One of the interesting features of Force.com is that you can develop entirely online. You can also write APEX code in Eclipse. There is a sandbox facility for testing. Another idea is to create mashups, which use web services to combine Salesforce applications with other web applications (just as Salesforce itself does with Google documents).
CRM and ERP blues
The next version of the Salesforce.com platform, available shortly, includes Visualforce, a tag-based syntax for creating a custom web user interface. Visualforce uses a model-view-controller pattern.
The Salesforce.com model has several attractions. It has inherent advantages. For example, hosted applications make more efficient use of hardware than on-premise servers. Another advantage is that rolling out a Salesforce.com implementation is easier than introducing something like SAP.
There is no hardware aspect to worry about, and the application is usable out of the box. Some of the customers I spoke to talked about failed or arduous implementations of SAP or Siebel systems.
COMMENTS
Outages?
Hands up anyone who's responsible for a system with a reasonable number of users that's never, ever had an outage?
Anyone?
Okay, look. I'm biased. I work in the on-demand field (recently moved into the cloud from the on-premise model) and I have to say, the kool-aid is actually pretty damn' tasty.

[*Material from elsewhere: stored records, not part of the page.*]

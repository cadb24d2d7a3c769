use crate::api::Fetcher;
use crate::map::{Lod, MapRenderer, Viewport};
use crate::model::{MapView, MetricKind, Scope};
use crate::selection::{Applied, Selection};
use crate::selector::CountrySelector;
use tracing::debug;

/// Rows the table scrolls per page
const TABLE_PAGE: usize = 10;

/// Terminal cell of the map's top-left inner corner: below header (3) and
/// cards (5), inside the map border
const MAP_ORIGIN: (u16, u16) = (1, 9);

/// Zoom step for a mouse wheel notch
const WHEEL_ZOOM: f64 = 1.5;

/// Application state
pub struct App {
    pub viewport: Viewport,
    pub map_renderer: MapRenderer,
    pub selection: Selection,
    fetcher: Fetcher,
    /// Country picker, open while `Some`
    pub selector: Option<CountrySelector>,
    /// First visible table row
    pub table_offset: usize,
    pub should_quit: bool,
    /// Last mouse position for drag tracking
    pub last_mouse: Option<(u16, u16)>,
    /// Controller map view the viewport was last synced to
    synced_view: MapView,
}

/// Braille pixel size of the map panel for a terminal size. The UI recomputes
/// the exact size on every frame; this only seeds pan/zoom scaling.
fn map_pixels(width: usize, height: usize) -> (usize, usize) {
    let inner_width = (width * 65 / 100).saturating_sub(2);
    // Header (3), cards (5), status bar (1) and the map border (2)
    let inner_height = height.saturating_sub(11);
    (inner_width * 2, inner_height * 4)
}

impl App {
    pub fn new(width: usize, height: usize, fetcher: Fetcher, history_days: u32) -> Self {
        let (px_width, px_height) = map_pixels(width, height);
        let synced_view = MapView::initial();

        Self {
            viewport: Viewport::from_map_view(synced_view, px_width, px_height),
            map_renderer: MapRenderer::new(),
            selection: Selection::new(history_days),
            fetcher,
            selector: None,
            table_offset: 0,
            should_quit: false,
            last_mouse: None,
            synced_view,
        }
    }

    /// Kick off the startup fetches (no-op after the first call)
    pub fn start(&mut self) {
        let requests = self.selection.initialize();
        self.fetcher.dispatch_all(requests);
    }

    /// Apply every completed fetch. Returns true if anything changed.
    pub fn poll(&mut self) -> bool {
        let mut changed = false;
        let responses: Vec<_> = self.fetcher.drain().collect();
        for response in responses {
            match self.selection.apply(response) {
                Applied::Stale => {}
                Applied::Countries(_) => {
                    self.table_offset = 0;
                    changed = true;
                }
                applied => {
                    debug!(?applied, "response applied");
                    changed = true;
                }
            }
        }
        self.sync_viewport();
        changed
    }

    /// Follow the controller's map view when it moves (new scope applied)
    fn sync_viewport(&mut self) {
        let view = self.selection.map_view();
        if view != self.synced_view {
            self.synced_view = view;
            self.viewport = Viewport::from_map_view(view, self.viewport.width, self.viewport.height);
        }
    }

    pub fn select_scope(&mut self, scope: Scope) {
        let request = self.selection.select_scope(scope);
        self.fetcher.dispatch(request);
    }

    pub fn select_metric(&mut self, metric: MetricKind) {
        self.selection.select_metric(metric);
    }

    pub fn refresh(&mut self) {
        let requests = self.selection.refresh();
        self.fetcher.dispatch_all(requests);
    }

    pub fn open_selector(&mut self) {
        self.selector = Some(CountrySelector::new());
    }

    pub fn close_selector(&mut self) {
        self.selector = None;
    }

    /// Select the highlighted choice and close the popup
    pub fn confirm_selector(&mut self) {
        let choice = self
            .selector
            .take()
            .and_then(|selector| selector.current(self.selection.options()));
        if let Some(scope) = choice {
            self.select_scope(scope);
        }
    }

    pub fn selector_input(&mut self, ch: char) {
        if let Some(selector) = self.selector.as_mut() {
            selector.push_char(ch);
        }
    }

    pub fn selector_backspace(&mut self) {
        if let Some(selector) = self.selector.as_mut() {
            selector.pop_char();
        }
    }

    pub fn selector_up(&mut self) {
        if let Some(selector) = self.selector.as_mut() {
            selector.move_up();
        }
    }

    pub fn selector_down(&mut self) {
        if let Some(selector) = self.selector.as_mut() {
            selector.move_down(self.selection.options());
        }
    }

    pub fn selector_page(&mut self, delta: isize) {
        if let Some(selector) = self.selector.as_mut() {
            selector.page(self.selection.options(), delta);
        }
    }

    /// Scroll the ranked table by pages
    pub fn scroll_table(&mut self, pages: isize) {
        let max = self.selection.table().len().saturating_sub(1);
        let delta = pages.unsigned_abs() * TABLE_PAGE;
        self.table_offset = if pages < 0 {
            self.table_offset.saturating_sub(delta)
        } else {
            (self.table_offset + delta).min(max)
        };
    }

    /// Update viewport size when terminal resizes
    pub fn resize(&mut self, width: usize, height: usize) {
        let (px_width, px_height) = map_pixels(width, height);
        self.viewport.width = px_width;
        self.viewport.height = px_height;
    }

    pub fn pan(&mut self, dx: i32, dy: i32) {
        self.viewport.pan(dx, dy);
    }

    pub fn zoom_in(&mut self) {
        self.viewport.zoom_in();
    }

    pub fn zoom_out(&mut self) {
        self.viewport.zoom_out();
    }

    /// Braille pixel under a terminal cell, if the cell is inside the map
    fn map_pixel(&self, col: u16, row: u16) -> Option<(i32, i32)> {
        let px = col.checked_sub(MAP_ORIGIN.0)? as i32 * 2;
        let py = row.checked_sub(MAP_ORIGIN.1)? as i32 * 4;
        (px < self.viewport.width as i32 && py < self.viewport.height as i32).then_some((px, py))
    }

    /// Wheel zoom towards the cursor; zooms about the center when the cursor
    /// is off the map
    pub fn zoom_at_cell(&mut self, col: u16, row: u16, zoom_in: bool) {
        let factor = if zoom_in { WHEEL_ZOOM } else { 1.0 / WHEEL_ZOOM };
        match self.map_pixel(col, row) {
            Some((px, py)) => self.viewport.zoom_at(px, py, factor),
            None if zoom_in => self.viewport.zoom_in(),
            None => self.viewport.zoom_out(),
        }
    }

    /// Drop manual pan/zoom and return to the controller's map view
    pub fn recenter(&mut self) {
        self.viewport =
            Viewport::from_map_view(self.selection.map_view(), self.viewport.width, self.viewport.height);
    }

    /// Mouse drag pans the map
    pub fn handle_drag(&mut self, x: u16, y: u16) {
        if let Some((last_x, last_y)) = self.last_mouse {
            let dx = last_x as i32 - x as i32;
            let dy = last_y as i32 - y as i32;
            // Less sensitive when zoomed out
            let scale = if self.viewport.zoom < 2.0 {
                2
            } else if self.viewport.zoom < 4.0 {
                3
            } else {
                4
            };
            self.pan(dx * scale, dy * scale);
        }
        self.last_mouse = Some((x, y));
    }

    pub fn end_drag(&mut self) {
        self.last_mouse = None;
    }

    pub fn quit(&mut self) {
        self.should_quit = true;
    }

    pub fn zoom_level(&self) -> String {
        format!("{:.1}x", self.viewport.zoom)
    }

    pub fn center_coords(&self) -> String {
        format!(
            "{:.1}°{}, {:.1}°{}",
            self.viewport.center_lat.abs(),
            if self.viewport.center_lat >= 0.0 { "N" } else { "S" },
            self.viewport.center_lon.abs(),
            if self.viewport.center_lon >= 0.0 { "E" } else { "W" }
        )
    }

    pub fn lod_level(&self) -> &'static str {
        Lod::from_zoom(self.viewport.zoom).label()
    }
}

#[cfg(test)]
mod tests {
    use super::*;
    use crate::api::CovidSource;
    use crate::error::{FetchError, FetchResult};
    use crate::history::Timeline;
    use crate::model::{CountryInfo, CountryRecord};
    use std::sync::Arc;
    use std::time::{Duration, Instant};

    struct Stub;

    impl CovidSource for Stub {
        fn worldwide(&self) -> FetchResult<CountryRecord> {
            Ok(CountryRecord { cases: 100, today_cases: Some(5), ..Default::default() })
        }
        fn countries(&self) -> FetchResult<Vec<CountryRecord>> {
            Ok((0..25)
                .map(|i| CountryRecord {
                    country: Some(format!("C{i}")),
                    info: Some(CountryInfo { iso2: Some(format!("C{i}")), iso3: None, lat: 0.0, long: i as f64 }),
                    cases: i,
                    ..Default::default()
                })
                .collect())
        }
        fn country(&self, code: &str) -> FetchResult<CountryRecord> {
            match code {
                "IT" => Ok(CountryRecord {
                    country: Some("Italy".into()),
                    info: Some(CountryInfo { iso2: Some("IT".into()), iso3: None, lat: 42.0, long: 12.0 }),
                    cases: 50,
                    ..Default::default()
                }),
                _ => Err(FetchError::Network("unreachable".into())),
            }
        }
        fn historical(&self, _days: u32) -> FetchResult<Timeline> {
            Ok(Timeline::default())
        }
    }

    fn app() -> App {
        App::new(120, 40, Fetcher::new(Arc::new(Stub)), 30)
    }

    /// Poll until `done` holds or a few seconds pass
    fn poll_until(app: &mut App, done: impl Fn(&App) -> bool) {
        let deadline = Instant::now() + Duration::from_secs(5);
        while !done(app) && Instant::now() < deadline {
            app.poll();
            std::thread::sleep(Duration::from_millis(5));
        }
    }

    #[test]
    fn start_loads_totals_and_table() {
        let mut app = app();
        app.start();
        poll_until(&mut app, |a| a.selection.current_totals().is_some() && !a.selection.table().is_empty());

        assert_eq!(app.selection.current_totals().unwrap().cases, 100);
        assert_eq!(app.selection.table().len(), 25);
        assert_eq!(app.selection.table()[0].record.cases, 24);
    }

    #[test]
    fn selecting_country_moves_viewport() {
        let mut app = app();
        app.start();
        poll_until(&mut app, |a| a.selection.current_totals().is_some());

        app.select_scope(Scope::Country("IT".into()));
        poll_until(&mut app, |a| a.selection.scope() == &Scope::Country("IT".into()));

        assert_eq!(app.viewport.zoom, 2.0);
        assert_eq!(app.viewport.center_lat, 42.0);
        assert_eq!(app.viewport.center_lon, 12.0);

        // Manual pan, then recenter snaps back
        app.pan(30, 0);
        assert_ne!(app.viewport.center_lon, 12.0);
        app.recenter();
        assert_eq!(app.viewport.center_lon, 12.0);
    }

    #[test]
    fn failed_selection_surfaces_error() {
        let mut app = app();
        app.start();
        poll_until(&mut app, |a| a.selection.current_totals().is_some());

        app.select_scope(Scope::Country("ZZ".into()));
        poll_until(&mut app, |a| a.selection.last_error().is_some());

        assert_eq!(app.selection.scope(), &Scope::Worldwide);
        assert_eq!(app.selection.current_totals().unwrap().cases, 100);
    }

    #[test]
    fn selector_confirms_highlighted_choice() {
        let mut app = app();
        app.start();
        poll_until(&mut app, |a| !a.selection.options().is_empty());

        app.open_selector();
        for ch in "C13".chars() {
            app.selector_input(ch);
        }
        app.confirm_selector();
        assert!(app.selector.is_none());
        // C13 is unknown to the stub, so the request fails and scope stays put
        poll_until(&mut app, |a| a.selection.last_error().is_some());
        assert_eq!(app.selection.scope(), &Scope::Worldwide);
    }

    #[test]
    fn table_scroll_is_clamped() {
        let mut app = app();
        app.start();
        poll_until(&mut app, |a| !a.selection.table().is_empty());

        app.scroll_table(-1);
        assert_eq!(app.table_offset, 0);
        app.scroll_table(1);
        assert_eq!(app.table_offset, 10);
        app.scroll_table(5);
        assert_eq!(app.table_offset, 24);
    }

    #[test]
    fn wheel_zoom_targets_map_cells_only() {
        let mut app = app();
        let before = app.viewport.zoom;

        // Header row is off the map, so this zooms about the center
        let center = (app.viewport.center_lon, app.viewport.center_lat);
        app.zoom_at_cell(5, 0, true);
        assert!(app.viewport.zoom > before);
        assert_eq!((app.viewport.center_lon, app.viewport.center_lat), center);

        // A corner cell on the map drags the center towards it
        app.zoom_at_cell(MAP_ORIGIN.0, MAP_ORIGIN.1, true);
        assert!(app.viewport.center_lon < center.0);
    }

    #[test]
    fn metric_switch_keeps_table_order() {
        let mut app = app();
        app.start();
        poll_until(&mut app, |a| !a.selection.table().is_empty());
        let before: Vec<_> = app.selection.table().iter().map(|r| r.record.cases).collect();

        app.select_metric(MetricKind::Deaths);
        let after: Vec<_> = app.selection.table().iter().map(|r| r.record.cases).collect();
        assert_eq!(before, after);
        assert_eq!(app.selection.active_metric(), MetricKind::Deaths);
    }
}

SaaS/PaaS isn't a panacea; there are certainly situations where it isn't the best approach, but they're the minority. Quite a tiny minority. I also saw Benioff's speech, and the part that struck me most was when he asked for a show of hands from small, medium and large organisations. Roughly the same number of hands showed for each category. How many platforms can you name that work this well for the entire spectrum of client companies from tiny startup to global multinational? That's some serious scalability.
And, on the uptime issue, Salesforce are happy to publish their uptime stats and planned outages (which, as much as possible on a spherical world, are kept outside business hours) for all to see. Probably because they're actually pretty encouraging.
Check 'em out yourself if you like: http://trust.salesforce.com/trust/status/
Tcha.
Downtime
We all no they have outages, but the issue is scheduled downtime.
Yes 2am EDT may be fine for a US customer, but no good fo EU customers, who are finding that as they get into work, they have no systmes for a few hours.
Good but
Nice article, except for one line where you say
"For example, hosted applications make more efficient use of hardware than on-premise servers"
I think that's a huge generalisation and certainly not true, just because the hardware is on your premises or not.
You could argue that the efficient use of the hardware is no longer the subscribers problem, but of course it is, because if salesforce do a poor job you'll end up paying more.
The other problem is of course if the company goes tits-up or gets sucked dry by some legal argument you can't easily take your toys and play elsewhere.
Finally, they've got you by the short and curlys once you've migrated to their platform. At least with SAP you could stop paying for support while you migrate away. In fact you could stop paying full stop and fight them in the courts if they upset you enough, while you're application continues to run. With salesforce they can always pull the plug.